Deeper motivation: five whys

We the initiators for this project want to create a gateway for the "second renaissance" because …

  • We want more people to get involved in second renaissance type stuff (ideas, projects etc), especially people on the edge or close by (and eventually broader society to see) because …
  • We want a movement for a second renaissance because …
  • We want a a paradigmatic transition to happen …
  • We want that because it is key to addressing the (meta)crisis and bringing forth a radically wiser, weller world (see the front page of this website 😉)

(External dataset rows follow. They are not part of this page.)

//! Role controller configuration

use std::time::Duration;

use serde::{Deserialize, Serialize};

use crate::connection::ReadTarget;
use crate::error::{ControllerError, Result};
use crate::types::{AdvertiseMode, ScanMode};

/// Scan period used when the caller does not pick one
pub const DEFAULT_SCAN_DURATION: Duration = Duration::from_secs(10);

// ----------------------------------------------------------------------------
// Configuration
// ----------------------------------------------------------------------------

/// What the controller does with discovered devices
#[derive(Debug, Clone, Copy, Default, PartialEq, Eq, Serialize, Deserialize)]
pub enum DiscoveryPolicy {
    /// Keep scanning until stopped or timed out
    #[default]
    Continuous,
    /// Stop the scan on the first match and connect to that device
    ConnectFirst,
}

/// Configuration for the role controller
#[derive(Debug, Clone, PartialEq, Serialize, Deserialize)]
#[serde(default)]
pub struct ControllerConfig {
    /// Scan duration used by `scan`
    pub default_scan_duration: Duration,
    /// Longer requested durations are clamped to this
    pub max_scan_duration: Duration,
    pub scan_mode: ScanMode,
    pub advertise_mode: AdvertiseMode,
    pub discovery_policy: DiscoveryPolicy,
    /// Characteristic read by the connection sub-protocol
    pub read_target: ReadTarget,
    /// Maximum time from connect request to characteristic read
    pub connection_timeout: Duration,
    /// Capacity of the broadcast event channel
    pub event_capacity: usize,
}

impl Default for ControllerConfig {
    fn default() -> Self {
        Self {
            default_scan_duration: DEFAULT_SCAN_DURATION,
            max_scan_duration: Duration::from_secs(300),
            scan_mode: ScanMode::LowLatency,
            advertise_mode: AdvertiseMode::LowLatency,
            discovery_policy: DiscoveryPolicy::Continuous,
            read_target: ReadTarget::FirstReadable,
            connection_timeout: Duration::from_secs(10),
            event_capacity: 256,
        }
    }
}

impl ControllerConfig {
    pub fn new() -> Self {
        Self::default()
    }

    pub fn with_default_scan_duration(mut self, duration: Duration) -> Self {
        self.default_scan_duration = duration;
        self
    }

    pub fn with_max_scan_duration(mut self, duration: Duration) -> Self {
        self.max_scan_duration = duration;
        self
    }

    pub fn with_scan_mode(mut self, mode: ScanMode) -> Self {
        self.scan_mode = mode;
        self
    }

    pub fn with_advertise_mode(mut self, mode: AdvertiseMode) -> Self {
        self.advertise_mode = mode;
        self
    }

    pub fn with_discovery_policy(mut self, policy: DiscoveryPolicy) -> Self {
        self.discovery_policy = policy;
        self
    }

    pub fn with_read_target(mut self, target: ReadTarget) -> Self {
        self.read_target = target;
        self
    }

    pub fn with_connection_timeout(mut self, timeout: Duration) -> Self {
        self.connection_timeout = timeout;
        self
    }

    pub fn with_event_capacity(mut self, capacity: usize) -> Self {
        self.event_capacity = capacity;
        self
    }

    /// Reject zero durations and clamp long ones to `max_scan_duration`
    pub fn clamp_scan_duration(&self, requested: Duration) -> Result<Duration> {
        if requested.is_zero() {
            return Err(ControllerError::InvalidDuration);
        }
        Ok(requested.min(self.max_scan_duration))
    }
}
/// Manufacturer-specific data entries as `(company_id, payload)`
pub fn manufacturer_data<'a>(bytes: &'a [u8]) -> impl Iterator<Item = (u16, &'a [u8])> + 'a {
    AdStructures::new(bytes)
        .filter(|ad| ad.ad_type == ad_type::MANUFACTURER_SPECIFIC_DATA && ad.data.len() >= 2)
        .map(|ad| {
            let company = u16::from_le_bytes([ad.data[0], ad.data[1]]);
            (company, &ad.data[2..])
        })
}

/// Service UUIDs listed in 16- and 128-bit service UUID structures
pub fn service_uuids(bytes: &[u8]) -> Vec<Uuid> {
    let mut uuids = Vec::new();
    for ad in AdStructures::new(bytes) {
        match ad.ad_type {
            ad_type::INCOMPLETE_SERVICE_UUIDS_16 | ad_type::COMPLETE_SERVICE_UUIDS_16 => {
                uuids.extend(
                    ad.data
                        .chunks_exact(2)
                        .map(|c| uuid_from_u16(u16::from_le_bytes([c[0], c[1]]))),
                );
            }
            ad_type::INCOMPLETE_SERVICE_UUIDS_128 | ad_type::COMPLETE_SERVICE_UUIDS_128 => {
                uuids.extend(ad.data.chunks_exact(16).filter_map(uuid_from_le_slice));
            }
            _ => {}
        }
    }
    uuids
}

/// Service data entries as `(service_uuid, payload)`
pub fn service_data(bytes: &[u8]) -> Vec<(Uuid, &[u8])> {
    AdStructures::new(bytes)
        .filter_map(|ad| match ad.ad_type {
            ad_type::SERVICE_DATA_16 if ad.data.len() >= 2 => {
                let uuid = uuid_from_u16(u16::from_le_bytes([ad.data[0], ad.data[1]]));
                Some((uuid, &ad.data[2..]))
            }
            ad_type::SERVICE_DATA_128 if ad.data.len() >= 16 => {
                uuid_from_le_slice(&ad.data[..16]).map(|uuid| (uuid, &ad.data[16..]))
            }
            _ => None,
        })
        .collect()
}

/// Advertised transmit power level in dBm
pub fn tx_power_level(bytes: &[u8]) -> Option<i8> {
    AdStructures::new(bytes)
        .find(|ad| ad.ad_type == ad_type::TX_POWER_LEVEL && ad.data.len() == 1)
        .map(|ad| ad.data[0] as i8)
}

// ----------------------------------------------------------------------------
// Building
// ----------------------------------------------------------------------------

/// Incrementally assembles AD structures
#[derive(Debug, Clone, Default)]
pub struct AdvertisementBuilder {
    bytes: Vec<u8>,
}

impl AdvertisementBuilder {
    pub fn new() -> Self {
        Self::default()
    }

    pub fn flags(mut self, flags: u8) -> Self {
        self.bytes.extend_from_slice(&[2, ad_type::FLAGS, flags]);
        self
    }

    /// Append an arbitrary AD structure
    pub fn structure(mut self, ad_type: u8, data: &[u8]) -> Result<Self, CodecError> {
        if data.len() > MAX_STRUCTURE_DATA {
            return Err(CodecError::StructureTooLong(data.len()));
        }
        self.bytes.push(data.len() as u8 + 1);
        self.bytes.push(ad_type);
        self.bytes.extend_from_slice(data);
        Ok(self)
    }

    /// Complete list containing a single service UUID, 16-bit when possible
    pub fn service_uuid(self, uuid: &Uuid) -> Result<Self, CodecError> {
        match short_uuid(uuid) {
            Some(short) => self.structure(ad_type::COMPLETE_SERVICE_UUIDS_16, &short.to_le_bytes()),
            None => {
                let mut le = *uuid.as_bytes();
                le.reverse();
                self.structure(ad_type::COMPLETE_SERVICE_UUIDS_128, &le)
            }
        }
    }

    pub fn service_data(self, uuid: &Uuid, data: &[u8]) -> Result<Self, CodecError> {
        match short_uuid(uuid) {
            Some(short) => {
                let mut value = short.to_le_bytes().to_vec();
                value.extend_from_slice(data);
                self.structure(ad_type::SERVICE_DATA_16, &value)
            }
            None => {
                let mut value = uuid.as_bytes().to_vec();
                value.reverse();
                value.extend_from_slice(data);
                self.structure(ad_type::SERVICE_DATA_128, &value)
            }
        }
    }

    pub fn manufacturer_data(self, company_id: u16, data: &[u8]) -> Result<Self, CodecError> {
        let mut value = company_id.to_le_bytes().to_vec();
        value.extend_from_slice(data);
        self.structure(ad_type::MANUFACTURER_SPECIFIC_DATA, &value)
    }

    pub fn local_name(self, name: &str) -> Result<Self, CodecError> {
        self.structure(ad_type::COMPLETE_LOCAL_NAME, name.as_bytes())
    }

    pub fn tx_power_level(self, dbm: i8) -> Result<Self, CodecError> {
        self.structure(ad_type::TX_POWER_LEVEL, &[dbm as u8])
    }

    pub fn len(&self) -> usize {
        self.bytes.len()
    }

    pub fn is_empty(&self) -> bool {
        self.bytes.is_empty()
    }

    /// Raw bytes without a length check
    pub fn into_bytes(self) -> Vec<u8> {
        self.bytes
    }

    /// Raw bytes, rejecting anything over the legacy 31-byte limit
    pub fn finish_legacy(self) -> Result<Vec<u8>, CodecError> {
        if self.bytes.len() > LEGACY_ADVERTISEMENT_LEN {
            return Err(CodecError::AdvertisementTooLong {
                len: self.bytes.len(),
                max: LEGACY_ADVERTISEMENT_LEN,
            });
        }
        Ok(self.bytes)
    }
}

Imagine the world or art where there is all kinds of different art going on. Suppose we’re noticing a new type of art emerging but it doesn’t even have an agreed name yet. It’s hard to find and even talk about – you go to some show in someone’s basement and feel a vibe etc but hard to even describe to your friends (remember there’s no name etc).

To help, we propose to create a gallery to help showcase this new kind of art so people can more easily find it and talk about it – to highlight a center of an emerging field.2

The gallery has a vision statement and in curating it brings certain sets of artists together to really present them to the public and to that community. Both so the broader society can see them – and so they can see themselves.

Footnotes

  1. We acknowledge that there is still debate and discussion about if there is a "this space" or in fact multiple related "spaces" – see https://secondrenaissance.net/publications/overview-ecosystem-names. This very uncertainty is further demonstration of the need for a project like this – this is another potential complexity we want to help people to navigate. For example, we can provide a "rosetta stone" to help people translate between domains helping "insiders" to see each other and making it easier for outsiders to see the commonalities.

  2. to use Christopher Alexander terminology.